Ed Mylett Show · Gary Vaynerchuk on AI, Self-Awareness, and Why Almost Everyone Is Pretending · June 23, 2026
Gary Vee Predicts Drive-In Movie Theaters Will Return as AI Dominates
Ed Mylett Show
Ed Mylett Show
Gary Vaynerchuk on AI, Self-Awareness, and Why Almost Everyone Is Pretending
"I'm actually contemplating starting a drive-in movie theater business. In 14 years when it's 2040, I think it's going to feel more like 2065. Which means building businesses that were built in 1965 is the opportunity. The big upside is in analog, sporting events, live concerts, running clubs, hiking, meditation resorts."

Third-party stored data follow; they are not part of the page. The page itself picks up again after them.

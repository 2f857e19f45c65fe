//! Streak, topic and mode analytics over a practice history.
//!
//! [`aggregate`] is a pure function of the history slice and a
//! [`ReportContext`]; it never fails and returns a zero report for an empty
//! history.

mod insights;
mod range;
mod streak;
mod topics;

use chrono::{DateTime, FixedOffset, NaiveDate, Offset, Utc};
use serde::{Deserialize, Serialize};

use crate::model::{PracticeSession, percent};
use crate::time::calendar_day;

pub use insights::{
    CONSISTENT_STREAK_DAYS, EXCELLENT_SCORE, Insight, InsightKind, NOTABLE_TREND_POINTS,
    SHORT_SESSION_SECONDS, STRUGGLING_SCORE,
};
pub use range::{TimeRange, TimeRangeError};
pub use streak::LearningStreak;
pub use topics::{ModePerformance, TopicAnalytics, improvement, mode_breakdown, topic_breakdown};

//
// ─── CONTEXT ───────────────────────────────────────────────────────────────────
//

/// When and where a report is computed.
///
/// `offset` decides which calendar day a session falls on.
#[derive(Debug, Clone, Copy, PartialEq, Eq)]
pub struct ReportContext {
    pub now: DateTime<Utc>,
    pub offset: FixedOffset,
    pub range: TimeRange,
}

impl ReportContext {
    /// Context in UTC.
    #[must_use]
    pub fn new(now: DateTime<Utc>, range: TimeRange) -> Self {
        Self {
            now,
            offset: Utc.fix(),
            range,
        }
    }

    #[must_use]
    pub fn with_offset(mut self, offset: FixedOffset) -> Self {
        self.offset = offset;
        self
    }

    #[must_use]
    pub fn today(&self) -> NaiveDate {
        calendar_day(self.now, self.offset)
    }
}

//
// ─── REPORT ────────────────────────────────────────────────────────────────────
//

/// Totals across the sessions inside the reporting window.
#[derive(Debug, Clone, Copy, Default, PartialEq, Serialize, Deserialize)]
#[serde(rename_all = "camelCase")]
pub struct PracticeSummary {
    pub session_count: u32,
    pub questions_answered: u32,
    pub correct_answers: u32,
    /// Mean of per-session scores, in percent.
    pub average_score: f64,
    /// Pooled correct over answered, in percent.
    pub accuracy: f64,
    pub total_time_seconds: u64,
    pub average_session_seconds: f64,
}

#[derive(Debug, Clone, Default, PartialEq, Serialize, Deserialize)]
#[serde(rename_all = "camelCase")]
pub struct AnalyticsReport {
    pub range: TimeRange,
    pub streak: LearningStreak,
    pub summary: PracticeSummary,
    pub topics: Vec<TopicAnalytics>,
    pub modes: Vec<ModePerformance>,
    pub insights: Vec<Insight>,
}

impl AnalyticsReport {
    /// Topics with the lowest average score first, at most `n`.
    #[must_use]
    pub fn weakest_topics(&self, n: usize) -> Vec<&TopicAnalytics> {
        let mut topics: Vec<&TopicAnalytics> = self.topics.iter().collect();
        topics.sort_by(|a, b| a.average_score.total_cmp(&b.average_score));
        topics.truncate(n);
        topics
    }

    #[must_use]
    pub fn is_empty(&self) -> bool {
        self.summary.session_count == 0 && self.streak.longest == 0
    }
}

/// Build a report over the host's history.
///
/// The streak looks at the whole history; topics, modes and the summary only
/// at sessions whose start falls inside `ctx.range`.
#[must_use]
pub fn aggregate(history: &[PracticeSession], ctx: &ReportContext) -> AnalyticsReport {
    let streak = LearningStreak::from_sessions(history, ctx.today(), ctx.offset);

    let in_range: Vec<&PracticeSession> = history
        .iter()
        .filter(|s| ctx.range.contains(s.start_time(), ctx.now))
        .collect();

    let summary = summarize(&in_range);
    let topics = topic_breakdown(&in_range);
    let modes = mode_breakdown(&in_range);
    let insights = insights::derive_insights(&summary, &streak, &topics, !history.is_empty());

    tracing::debug!(
        range = %ctx.range,
        sessions = summary.session_count,
        topics = topics.len(),
        streak = streak.current,
        "analytics report aggregated"
    );

    AnalyticsReport {
        range: ctx.range,
        streak,
        summary,
        topics,
        modes,
        insights,
    }
}

fn summarize(sessions: &[&PracticeSession]) -> PracticeSummary {
    let session_count = u32::try_from(sessions.len()).unwrap_or(u32::MAX);
    let questions_answered = sessions
        .iter()
        .fold(0u32, |acc, s| acc.saturating_add(s.answered_count()));
    let correct_answers = sessions
        .iter()
        .fold(0u32, |acc, s| acc.saturating_add(s.correct_count()));
    let total_time_seconds = sessions
        .iter()
        .fold(0u64, |acc, s| acc.saturating_add(s.time_spent_seconds()));
    let scores: Vec<f64> = sessions.iter().map(|s| s.score_percent()).collect();

    #[allow(clippy::cast_precision_loss)]
    let average_session_seconds = if sessions.is_empty() {
        0.0
    } else {
        total_time_seconds as f64 / f64::from(session_count)
    };

    PracticeSummary {
        session_count,
        questions_answered,
        correct_answers,
        average_score: topics::mean(&scores),
        accuracy: percent(correct_answers, questions_answered),
        total_time_seconds,
        average_session_seconds,
    }
}

//
// ─── TESTS ─────────────────────────────────────────────────────────────────────
//

#[cfg(test)]
mod tests {
    use super::*;
    use crate::model::{
        AnswerRecord, Difficulty, PracticeMode, PracticeQuestion, QuestionId,
    };
    use crate::time::fixed_now;
    use chrono::Duration;

    fn session(
        mode: PracticeMode,
        topic: &str,
        correct: u32,
        total: u32,
        started: DateTime<Utc>,
        minutes: i64,
    ) -> PracticeSession {
        let questions = (0..total)
            .map(|i| {
                PracticeQuestion::free_text(QuestionId::new(u64::from(i)), "q", "a", topic, 1)
                    .unwrap()
            })
            .collect();
        let mut s = PracticeSession::start(mode, questions, Difficulty::default(), started);
        for i in 0..total {
            s.record_answer(AnswerRecord {
                question_id: QuestionId::new(u64::from(i)),
                topic: topic.into(),
                correct: i < correct,
                response_ms: 1_500,
                points_awarded: u32::from(i < correct),
                answered_at: started,
            })
            .unwrap();
        }
        s.complete(started + Duration::minutes(minutes), Duration::minutes(minutes))
            .unwrap();
        s
    }

    #[test]
    fn empty_history_yields_zero_report() {
        let report = aggregate(&[], &ReportContext::new(fixed_now(), TimeRange::AllTime));
        assert!(report.is_empty());
        assert_eq!(report.summary, PracticeSummary::default());
        assert!(report.topics.is_empty());
        assert!(report.insights.is_empty());
    }

    #[test]
    fn streak_uses_whole_history_topics_use_range() {
        let now = fixed_now();
        let history = vec![
            session(PracticeMode::Quiz, "old", 5, 10, now - Duration::days(40), 10),
            session(PracticeMode::Quiz, "rust", 8, 10, now - Duration::days(1), 10),
            session(PracticeMode::SpeedDrill, "rust", 10, 10, now, 10),
        ];
        let report = aggregate(&history, &ReportContext::new(now, TimeRange::Last7Days));

        assert_eq!(report.streak.current, 2);
        assert_eq!(report.summary.session_count, 2);
        assert_eq!(report.topics.len(), 1);

        let rust = &report.topics[0];
        assert_eq!(rust.topic, "rust");
        assert_eq!(rust.session_count, 2);
        assert!((rust.average_score - 90.0).abs() < 1e-9);
        assert!((rust.improvement - 20.0).abs() < 1e-9);
        assert!((rust.time_spent_seconds - 1200.0).abs() < 1e-9);
        assert_eq!(rust.last_practiced_at, now);

        let modes: Vec<PracticeMode> = report.modes.iter().map(|m| m.mode).collect();
        assert_eq!(modes, vec![PracticeMode::SpeedDrill, PracticeMode::Quiz]);
    }

    #[test]
    fn insight_rules_fire_once_each() {
        let now = fixed_now();
        let history: Vec<PracticeSession> = (0..8)
            .map(|d| session(PracticeMode::Quiz, "rust", 10, 10, now - Duration::days(d), 2))
            .collect();
        let report = aggregate(&history, &ReportContext::new(now, TimeRange::AllTime));

        let kinds: Vec<&InsightKind> = report.insights.iter().map(|i| &i.kind).collect();
        assert_eq!(
            kinds,
            vec![
                &InsightKind::Excellent,
                &InsightKind::ShortSessions,
                &InsightKind::Consistency,
                &InsightKind::SingleTopic {
                    topic: "rust".into()
                },
            ]
        );
    }

    #[test]
    fn trends_and_lapsed_streak_produce_insights() {
        let now = fixed_now();
        let history = vec![
            session(PracticeMode::Quiz, "sql", 2, 10, now - Duration::days(20), 10),
            session(PracticeMode::Quiz, "css", 9, 10, now - Duration::days(19), 10),
            session(PracticeMode::Quiz, "sql", 8, 10, now - Duration::days(10), 10),
            session(PracticeMode::Quiz, "css", 3, 10, now - Duration::days(9), 10),
        ];
        let report = aggregate(&history, &ReportContext::new(now, TimeRange::Last30Days));

        assert_eq!(report.streak.current, 0);
        assert!(report.insights.iter().any(|i| i.kind == InsightKind::RestartStreak));
        assert!(report.insights.iter().any(|i| i.kind
            == InsightKind::MostImproved {
                topic: "sql".into()
            }));
        assert!(report.insights.iter().any(|i| i.kind
            == InsightKind::Declining {
                topic: "css".into()
            }));
        assert!(report.insights.iter().any(|i| i.kind == InsightKind::RevisitFundamentals));

        let weakest: Vec<&str> = report
            .weakest_topics(1)
            .iter()
            .map(|t| t.topic.as_str())
            .collect();
        assert_eq!(weakest, vec!["sql"]);
    }

    #[test]
    fn offset_defines_the_calendar_day() {
        let now = fixed_now(); // 2023-11-14T22:13:20Z
        let history = vec![session(PracticeMode::Quiz, "rust", 1, 1, now, 1)];

        let utc = aggregate(&history, &ReportContext::new(now, TimeRange::AllTime));
        assert_eq!(utc.streak.last_active_date, NaiveDate::from_ymd_opt(2023, 11, 14));

        let east = FixedOffset::east_opt(3 * 3600).unwrap();
        let ctx = ReportContext::new(now, TimeRange::AllTime).with_offset(east);
        let shifted = aggregate(&history, &ctx);
        assert_eq!(shifted.streak.last_active_date, NaiveDate::from_ymd_opt(2023, 11, 15));
        assert_eq!(shifted.streak.current, 1);
    }
}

Vaynerchuk predicted that as AI accelerates technological progress to unprecedented speeds, the biggest business opportunities will emerge in analog physical experiences from decades past. He argued that by 2040, technology will feel like 2065, creating massive demand for in-person community experiences as counterbalance to digital saturation.

About this episode

Host Ed Mylett interviewed entrepreneur and content creator Gary Vaynerchuk in a wide-ranging conversation that revealed surprising dimensions of Vaynerchuk's business empire and personal philosophy. Vaynerchuk disclosed he actively runs or chairs six to seven businesses generating eight to nine figures in annual revenue, including VaynerMedia at $400 million, VeeFriends collectibles, VaynerSports, and a restaurant group, positioning himself as a hands-on operator rather than just a personal brand. He issued urgent warnings about AI advancement, stating entrepreneurs without agentic AI systems like OpenClaw running continuously are already falling behind the top one percent, and predicting AI will compress decades of progress into years. Vaynerchuk made a contrarian prediction that analog physical businesses from the 1960s like drive-in theaters will become massive opportunities as digital saturation peaks by 2040. The conversation took emotional turns as both men discussed their relationships with their parents, with Vaynerchuk attributing his entire success to his Soviet immigrant mother who praised kindness over achievement and instilled the belief that professional success matters far less than character. He revealed unusual sports psychology where he stopped caring about winning teams after championships, limiting himself to perpetually struggling franchises. Vaynerchuk emphasized the primacy of self-awareness over strategy, arguing most people waste their lives pretending to be someone they're not out of insecurity, and that content creators and entrepreneurs must build around what they genuinely know or love rather than chasing perceived opportunities. He stressed that happiness often exists at modest income levels when people live within their means rather than overleveraging for status.